In a cynical attempt to calm the Egyptian population about recent price hikes, President Abdel Fattah Al-Sisi has suggested that Egyptians eat leaves from trees just as the Prophet (peace be upon him) did.
#السيسي يقول إنه لا يقلق من أن يقول أحد إن كيلو البامية بـ100 جنيه لأن المصريين واعون مضيفًا إن "الصحابة حوصروا مع الرسول في شعاب مكة 3 سنوات حتى أكلوا ورق الشجر ولم يطلبوا من الرسول الأكل أو أن تتفجر الأرض من تحتهم" pic.twitter.com/MUupwHXaMr
— الجزيرة مصر (@AJA_Egypt) May 21, 2022
“Sisi says that he is not worried that someone will say that a kilo of okra costs 100 Egyptian pounds because Egyptians are aware that “the Companions of the Prophet [pbuh] were trapped with the Messenger in the outskirts of Makkah for 3 years until they ate leaves. They did not ask the Messenger for food or for the earth to explode from beneath them [with riches].”
The tweet refers to the siege against the Muslim by Quraish, it ended with the Prophet’s first wife Khadijah dying and them losing all their wealth.
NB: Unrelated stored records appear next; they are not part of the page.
#[cfg(test)]
mod tests {
    use super::*;
    use rand::SeedableRng;
    use rand_pcg::Pcg32;

    fn rackets() -> (Racket, Racket) {
        (Racket::new(Side::Player), Racket::new(Side::Cpu))
    }

    fn fly(ball: &mut Ball, player: &Racket, cpu: &Racket) -> RallyEvent {
        for _ in 0..2000 {
            match update_ball(ball, player, cpu, SIM_DT, 1.0) {
                RallyEvent::InFlight | RallyEvent::Bounced => {}
                event => return event,
            }
        }
        panic!("ball never came to rest: {:?}", ball);
    }

    #[test]
    fn test_projection_near_and_far() {
        let near = project_to_screen(Vec3::new(NET_X, 0.0, 0.0));
        assert!((near.point.x - COURT_PANEL_WIDTH / 2.0).abs() < 1e-3);
        assert!((near.point.y - SCREEN_NEAR_Y).abs() < 1e-3);
        assert!((near.scale - 1.0).abs() < 1e-6);

        let far = project_to_screen(Vec3::new(NET_X, COURT_WIDTH, 0.0));
        assert!((far.point.y - SCREEN_FAR_Y).abs() < 1e-3);
        assert!((far.scale - FAR_SCALE).abs() < 1e-6);

        // Height lifts the ball on screen
        let lifted = project_to_screen(Vec3::new(NET_X, 0.0, 50.0));
        assert!(lifted.point.y < near.point.y);
    }

    #[test]
    fn test_projection_fits_court_panel() {
        for corner in [
            Vec3::new(PLAYER_RACKET_X, 0.0, 0.0),
            Vec3::new(CPU_RACKET_X, 0.0, 0.0),
            Vec3::new(PLAYER_RACKET_X, COURT_WIDTH, 0.0),
            Vec3::new(CPU_RACKET_X, COURT_WIDTH, 0.0),
        ] {
            let p = project_to_screen(corner).point;
            assert!(p.x >= 0.0 && p.x <= COURT_PANEL_WIDTH, "{corner:?} -> {p:?}");
            assert!(p.y >= 0.0 && p.y <= CANVAS_HEIGHT as f32, "{corner:?} -> {p:?}");
        }
    }

    #[test]
    fn test_serve_lands_in_and_reaches_centered_racket() {
        let (player, cpu) = rackets();
        let mut rng = Pcg32::seed_from_u64(3);
        let mut ball = Ball::new();
        let state = serve_ball(&mut ball, Side::Player, &player, &Tuning::default(), &mut rng);
        assert_eq!(state, GameState::BallToCpu);
        // Stand where the ball will cross the CPU's hit plane
        let mut cpu = cpu;
        cpu.y = ball.pos.y + ball.vel.y / ball.vel.x * (CPU_RACKET_X - ball.pos.x);

        let mut bounced = false;
        let event = loop {
            match update_ball(&mut ball, &player, &cpu, SIM_DT, 1.0) {
                RallyEvent::Bounced => bounced = true,
                RallyEvent::InFlight => {}
                event => break event,
            }
        };
        assert!(bounced);
        assert_eq!(event, RallyEvent::Contact { by: Side::Cpu });
    }

    #[test]
    fn test_unreached_ball_is_missed() {
        let (player, mut cpu) = rackets();
        cpu.y = -RACKET_MARGIN;
        let mut ball = Ball::new();
        ball.reset_for_serve(Side::Player, COURT_WIDTH - 20.0);
        let from = ball.pos;
        launch_toward(&mut ball, from, Vec2::new(500.0, COURT_WIDTH - 20.0), 400.0);
        assert_eq!(
            fly(&mut ball, &player, &cpu),
            RallyEvent::PointOver {
                winner: Side::Player,
                reason: PointReason::Missed,
            }
        );
    }

    #[test]
    fn test_long_ball_is_out() {
        let (player, cpu) = rackets();
        let mut ball = Ball::new();
        ball.reset_for_serve(Side::Player, COURT_WIDTH / 2.0);
        let from = ball.pos;
        launch_toward(&mut ball, from, Vec2::new(COURT_LENGTH + 20.0, COURT_WIDTH / 2.0), 400.0);
        assert_eq!(
            fly(&mut ball, &player, &cpu),
            RallyEvent::PointOver {
                winner: Side::Cpu,
                reason: PointReason::Out,
            }
        );
    }

    #[test]
    fn test_wide_ball_is_out() {
        let (player, cpu) = rackets();
        let mut ball = Ball::new();
        ball.reset_for_serve(Side::Cpu, COURT_WIDTH / 2.0);
        let from = ball.pos;
        launch_toward(&mut ball, from, Vec2::new(NET_X / 2.0, -30.0), 400.0);
        assert_eq!(
            fly(&mut ball, &player, &cpu),
            RallyEvent::PointOver {
                winner: Side::Player,
                reason: PointReason::Out,
            }
        );
    }

    #[test]
    fn test_flat_shot_hits_net() {
        let (player, cpu) = rackets();
        let mut ball = Ball::new();
        ball.reset_for_serve(Side::Player, COURT_WIDTH / 2.0);
        // Skimming along the ground
        ball.pos = Vec3::new(NET_X - 40.0, COURT_WIDTH / 2.0, 5.0);
        ball.vel = Vec3::new(400.0, 0.0, 0.0);
        assert_eq!(
            fly(&mut ball, &player, &cpu),
            RallyEvent::PointOver {
                winner: Side::Cpu,
                reason: PointReason::Net,
            }
        );
    }

    #[test]
    fn test_out_takes_precedence_over_net() {
        let (player, cpu) = rackets();
        let mut ball = Ball::new();
        ball.hitter = Side::Player;
        // One frame crosses the net low and lands wide
        ball.pos = Vec3::new(NET_X - 1.0, -50.0, 0.2);
        ball.vel = Vec3::new(400.0, 0.0, -100.0);
        let event = update_ball(&mut ball, &player, &cpu, SIM_DT, 1.0);
        assert_eq!(
            event,
            RallyEvent::PointOver {
                winner: Side::Cpu,
                reason: PointReason::Out,
            }
        );
    }

    #[test]
    fn test_double_bounce_loses_for_receiver() {
        let (player, cpu) = rackets();
        let mut ball = Ball::new();
        ball.hitter = Side::Cpu;
        ball.bounces = 1;
        ball.pos = Vec3::new(NET_X / 2.0, COURT_WIDTH / 2.0, 0.1);
        ball.vel = Vec3::new(-10.0, 0.0, -50.0);
        assert_eq!(
            update_ball(&mut ball, &player, &cpu, SIM_DT, 1.0),
            RallyEvent::PointOver {
                winner: Side::Cpu,
                reason: PointReason::DoubleBounce,
            }
        );
    }

    #[test]
    fn test_player_return_aim_follows_racket_offset() {
        let (player, _) = rackets();
        let mut rng = Pcg32::seed_from_u64(9);
        let mut ball = Ball::new();
        ball.hitter = Side::Cpu;
        ball.pos = Vec3::new(PLAYER_RACKET_X, player.y + RACKET_REACH * 0.5, 30.0);
        return_ball(&mut ball, &player, &Tuning::default(), &mut rng);
        assert_eq!(ball.hitter, Side::Player);
        assert_eq!(ball.returns, 1);
        assert!(ball.vel.x > 0.0);
        assert!(ball.vel.y > 0.0, "offset above center should angle up-court");
    }

    #[test]
    fn test_slow_motion_covers_less_ground() {
        let (player, cpu) = rackets();
        let mut rng = Pcg32::seed_from_u64(5);
        let mut normal = Ball::new();
        serve_ball(&mut normal, Side::Player, &player, &Tuning::default(), &mut rng);
        let mut slow = normal.clone();
        update_ball(&mut normal, &player, &cpu, 0.1, 1.0);
        update_ball(&mut slow, &player, &cpu, 0.1, SLOW_MOTION_FACTOR);
        let start = PLAYER_RACKET_X;
        assert!(slow.pos.x - start < normal.pos.x - start);
    }

    #[test]
    fn test_large_and_invalid_dt_are_safe() {
        let (player, cpu) = rackets();
        let mut ball = Ball::new();
        let mut rng = Pcg32::seed_from_u64(5);
        serve_ball(&mut ball, Side::Player, &player, &Tuning::default(), &mut rng);
        let before = ball.pos;
        assert_eq!(update_ball(&mut ball, &player, &cpu, f32::NAN, 1.0), RallyEvent::InFlight);
        assert_eq!(update_ball(&mut ball, &player, &cpu, -1.0, 1.0), RallyEvent::InFlight);
        assert_eq!(ball.pos, before);

        // A huge frame still reports the first event instead of tunnelling
        let event = update_ball(&mut ball, &player, &cpu, 5.0, 1.0);
        assert!(matches!(
            event,
            RallyEvent::Contact { .. } | RallyEvent::PointOver { .. }
        ));
    }
}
That year is known as the Year of Sorrow and was the worst in the Prophet (pbuh)’s life.
Al-Sisi went on to say that during this time Muslims didn’t complain, suggesting that Egyptians should be patient and not demand immediate solutions.
In March Egypt turned to the IMF for the third time in six years to apply for a loan as the country grapples with corruption, the global coronavirus pandemic and now the Russian war on Ukraine.
Analysts have predicted that a further rise in fuel and food prices are likely to stoke civil unrest in Egypt where a third of the population live below the poverty line.
Al-Sisi has made a string of outrageous comments over the years which his critics say is to deflect responsibility for his mishandling of the economy and spending money on vanity projects like the new capital instead of building a welfare state.
In 2017 Al-Sisi was mocked online for asking citizens to donate their spare change to charitable projects.
He has also asked Egyptians to lose weight to save money after the price of fruit and vegetables skyrocketed after the government’s economic reforms slashed food subsidies.
A member of the Egyptian security services Mohamed Mansour said it was “rude” to complain about rising prices and food shortages and asked Egyptians to “sacrifice their dinner” for the sake of the country.
In 2019 the president asked Egyptians to work 12 hour days to increase economic output.